RSA-tools - Tutorials - dyad-analysis
Contents
- Introduction
- Motif discovery with a small gene family
- Interpreting the results
- Drawing a feature-map with the discovered patterns
- Additional exercises
Introduction
The analysis of word frequencies gives pretty good results for many families of co-regulated genes, but fails for a specific class of transcription factors: the Zn cluster proteins. The reason is these proteins have two distant points of contact with DNA. Each contact point imposes a specificity over 3 base pairs, but there is an intermediate region of fixed width but variable content. The width of the spacing is transcription factor-specific. This kind of patterns is not only found in yeast, it is also characteristic for the HTH proteins in prokaryotes, which also bind spaced pair of trinucleotides.

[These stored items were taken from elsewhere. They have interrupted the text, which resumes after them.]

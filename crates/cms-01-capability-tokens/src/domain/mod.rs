//! Issuance policy and errors.

pub mod errors;
pub mod policy;
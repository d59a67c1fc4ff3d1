//! # Outbound Ports (Driven Ports / SPI)
//!
//! The plugin contract and the loader that produces plugin instances.

use crate::sandbox::Sandbox;
use async_trait::async_trait;
use shared_bus::KernelHandle;
use std::fmt;
use std::path::Path;
use std::sync::Arc;
use thiserror::Error;

/// Error a plugin reports from `initialize()`.
#[derive(Debug, Clone, Error, PartialEq, Eq)]
#[error("{0}")]
pub struct PluginError(pub String);

impl PluginError {
    pub fn new(message: impl Into<String>) -> Self {
        Self(message.into())
    }
}

/// What a plugin is handed at initialization.
#[derive(Clone)]
pub struct InitContext {
    /// The stub kernel during the health check, the real one afterwards.
    pub kernel: Arc<dyn KernelHandle>,
    /// The module's own name.
    pub module_name: String,
    /// Always `false` for plugins.
    pub is_core: bool,
    /// Capability token; `None` during the health check.
    pub jwt: Option<String>,
    /// Read-only view of the plugin's folder.
    pub sandbox: Arc<Sandbox>,
}

impl fmt::Debug for InitContext {
    fn fmt(&self, f: &mut fmt::Formatter<'_>) -> fmt::Result {
        f.debug_struct("InitContext")
            .field("module_name", &self.module_name)
            .field("is_core", &self.is_core)
            .field("jwt", &self.jwt.as_ref().map(|_| "***"))
            .field("sandbox", &self.sandbox.root())
            .finish_non_exhaustive()
    }
}

/// A loadable plugin.
///
/// To pass the health check, `initialize` must call the kernel at least once
/// with a payload carrying its `moduleName`, `moduleType: community` and a
/// reply.
#[async_trait]
pub trait Plugin: Send + Sync {
    async fn initialize(&self, ctx: InitContext) -> Result<(), PluginError>;
}

/// Produces fresh plugin instances.
///
/// Called once per phase, so the rehearsal instance and the live instance
/// share no state.
pub trait PluginLoader: Send + Sync {
    /// Load `module_name` from `plugin_dir`. `None` if no code is available.
    fn load(&self, module_name: &str, plugin_dir: &Path) -> Option<Arc<dyn Plugin>>;
}
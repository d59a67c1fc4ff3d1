//! Ports (hexagonal boundaries).

pub mod outbound;
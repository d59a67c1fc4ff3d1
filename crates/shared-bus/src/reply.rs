//! # Reply (single-fire callback guard)
//!
//! Every kernel call carries a [`Reply`]. The first [`Reply::send`] is
//! delivered; every later one, from any clone, is dropped. Clones share one
//! slot, so a timeout branch and a success branch racing each other resolve
//! the caller exactly once.
//!
//! A reply may be empty ([`Reply::none`]). Sending on it logs a diagnostic
//! instead of failing.

use parking_lot::Mutex;
use shared_types::{BusError, BusResult};
use std::fmt;
use std::sync::Arc;
use tokio::sync::oneshot;
use tracing::{trace, warn};

type Callback = Box<dyn FnOnce(BusResult) + Send>;

enum Sink {
    Channel(oneshot::Sender<BusResult>),
    Callback(Callback),
}

/// Take-once reply handle.
#[derive(Clone, Default)]
pub struct Reply {
    slot: Option<Arc<Mutex<Option<Sink>>>>,
}

impl Reply {
    /// A reply with no callback behind it.
    pub fn none() -> Self {
        Self { slot: None }
    }

    /// A reply resolved through a one-shot channel.
    pub fn channel() -> (Self, ReplyReceiver) {
        let (sender, receiver) = oneshot::channel();
        (Self::from_sink(Sink::Channel(sender)), ReplyReceiver(receiver))
    }

    /// A reply that runs `callback` on first send.
    pub fn from_fn<F>(callback: F) -> Self
    where
        F: FnOnce(BusResult) + Send + 'static,
    {
        Self::from_sink(Sink::Callback(Box::new(callback)))
    }

    fn from_sink(sink: Sink) -> Self {
        Self {
            slot: Some(Arc::new(Mutex::new(Some(sink)))),
        }
    }

    /// Whether a callback was supplied.
    pub fn is_present(&self) -> bool {
        self.slot.is_some()
    }

    /// Whether the reply has already been sent (or was never present).
    pub fn is_spent(&self) -> bool {
        self.slot.as_ref().map_or(true, |slot| slot.lock().is_none())
    }

    /// Deliver `result`. Returns `true` only for the first delivery.
    pub fn send(&self, result: BusResult) -> bool {
        let Some(slot) = &self.slot else {
            warn!(?result, "Reply sent but the caller supplied no callback");
            return false;
        };

        // Take under the lock, deliver outside it.
        let sink = slot.lock().take();
        match sink {
            Some(Sink::Channel(sender)) => {
                if sender.send(result).is_err() {
                    trace!("Reply receiver already dropped");
                }
                true
            }
            Some(Sink::Callback(callback)) => {
                callback(result);
                true
            }
            None => {
                trace!("Reply already sent, dropping duplicate");
                false
            }
        }
    }

    /// Shorthand for `send(Ok(value))`.
    pub fn ok(&self, value: serde_json::Value) -> bool {
        self.send(Ok(value))
    }

    /// Shorthand for `send(Err(error))`.
    pub fn err(&self, error: BusError) -> bool {
        self.send(Err(error))
    }
}

impl fmt::Debug for Reply {
    fn fmt(&self, f: &mut fmt::Formatter<'_>) -> fmt::Result {
        f.debug_struct("Reply")
            .field("present", &self.is_present())
            .field("spent", &self.is_spent())
            .finish()
    }
}

/// Receiving half of [`Reply::channel`].
#[derive(Debug)]
pub struct ReplyReceiver(oneshot::Receiver<BusResult>);

impl ReplyReceiver {
    /// Wait for the reply. Every clone dropped unsent yields
    /// [`BusError::ReplyDropped`].
    pub async fn recv(self) -> BusResult {
        self.0.await.unwrap_or(Err(BusError::ReplyDropped))
    }

    /// Non-blocking poll. `None` while still pending.
    pub fn try_recv(&mut self) -> Option<BusResult> {
        match self.0.try_recv() {
            Ok(result) => Some(result),
            Err(oneshot::error::TryRecvError::Empty) => None,
            Err(oneshot::error::TryRecvError::Closed) => Some(Err(BusError::ReplyDropped)),
        }
    }
}
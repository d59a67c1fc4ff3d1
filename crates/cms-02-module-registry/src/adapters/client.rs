//! # Registry Client
//!
//! Reaches the registry through the kernel, the same way any other module
//! would: identity on the envelope, a capability token, a one-shot reply.

use crate::domain::errors::RegistryError;
use serde::de::DeserializeOwned;
use serde::Serialize;
use shared_bus::{EventName, KernelHandle, Reply};
use shared_types::{
    ModuleRegistryEntry, ModuleType, Payload, ReactivateModuleRequest, RegistryChanges, RegistryFilter,
    RegistryInsertRequest, RegistrySelectRequest, RegistryUpdateRequest,
};
use std::fmt;
use std::sync::Arc;

/// Kernel-routed registry access on behalf of one module.
#[derive(Clone)]
pub struct RegistryClient {
    kernel: Arc<dyn KernelHandle>,
    module_name: String,
    module_type: ModuleType,
    token: String,
}

impl RegistryClient {
    /// A client calling as `module_name` with `token`.
    pub fn new(
        kernel: Arc<dyn KernelHandle>,
        module_name: impl Into<String>,
        module_type: ModuleType,
        token: impl Into<String>,
    ) -> Self {
        Self {
            kernel,
            module_name: module_name.into(),
            module_type,
            token: token.into(),
        }
    }

    /// `registrySelect`
    pub async fn select(&self, filter: RegistryFilter) -> Result<Vec<ModuleRegistryEntry>, RegistryError> {
        self.call(EventName::RegistrySelect, &RegistrySelectRequest { filter }).await
    }

    /// Single entry by name.
    pub async fn get(&self, module_name: &str) -> Result<Option<ModuleRegistryEntry>, RegistryError> {
        let mut found = self.select(RegistryFilter::ByName(module_name.to_string())).await?;
        Ok(found.pop())
    }

    /// `registryInsert`
    pub async fn insert(&self, entry: ModuleRegistryEntry) -> Result<ModuleRegistryEntry, RegistryError> {
        self.call(EventName::RegistryInsert, &RegistryInsertRequest { entry }).await
    }

    /// `registryUpdate`
    pub async fn update(
        &self,
        module_name: &str,
        changes: RegistryChanges,
    ) -> Result<ModuleRegistryEntry, RegistryError> {
        let request = RegistryUpdateRequest {
            module_name: module_name.to_string(),
            changes,
        };
        self.call(EventName::RegistryUpdate, &request).await
    }

    /// `reactivateModule`
    pub async fn reactivate(&self, module_name: &str) -> Result<ModuleRegistryEntry, RegistryError> {
        let request = ReactivateModuleRequest {
            module_name: module_name.to_string(),
        };
        self.call(EventName::ReactivateModule, &request).await
    }

    async fn call<Req, Resp>(&self, event: EventName, request: &Req) -> Result<Resp, RegistryError>
    where
        Req: Serialize,
        Resp: DeserializeOwned,
    {
        let payload = Payload::from_module(self.module_name.clone(), self.module_type)
            .with_token(self.token.clone())
            .with_request(request)?;
        let (reply, receiver) = Reply::channel();

        // A `false` return drops or resolves the reply, so the receiver
        // always completes.
        self.kernel.emit(event, payload, reply);
        let value = receiver.recv().await?;
        serde_json::from_value(value).map_err(|e| RegistryError::Corrupt(e.to_string()))
    }
}

impl fmt::Debug for RegistryClient {
    fn fmt(&self, f: &mut fmt::Formatter<'_>) -> fmt::Result {
        f.debug_struct("RegistryClient")
            .field("module_name", &self.module_name)
            .field("module_type", &self.module_type)
            .finish_non_exhaustive()
    }
}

We designed a specific algorithm to extract such motifs: dyad-analysis. the statistical treatment has been described in detail in
- van Helden, J., Rios, A. F. & Collado-Vides, J. (2000). Discovering regulatory elements in non-coding sequences by analysis of spaced dyads. Nucleic Acids Res. 28(8):1808-18. Pubmed 10734201
[Free access to the PDF file].Motif discovery with a small gene family
We will illustrate the usage of dyad-analysis with a family of genes which are expressed when galactose is provided in the culture medium. Starting from the set of upstream sequences for these genes, we will try to extract over-represented motifs. We will first try to analyse these sequences with oligo-analysis and see how the program performs with this kind of motifs. Then we will analyse the same sequences with dyad-analysis and compare the results.
- Retrieve upstream sequences from -800 to -1 for the following yeast genes (as you have seen in the tutorial on sequence retrieval). Make sure to inactivate the option prevent overlap with neighbour genes.
GAL1 GAL2 GAL3 GAL7 GAL10 GAL80 GCY1 MTH1 PCL10 FUR4- Once you have the sequences, click the button labelled oligonucleotide analysis. Leave all other parameters unchanged and click GO.
Which result do you obtain ? How many patterns were selected ? What is their significance ?
Remember that patterns with a significance index (occ_sig) lower than 1 should not be considered too seriously as putative regulatory elements. They are likely to appear more or less once per random sequence set. So, when an analysis does not return any pattern with a significance > 1, it can be considered as a negative answer.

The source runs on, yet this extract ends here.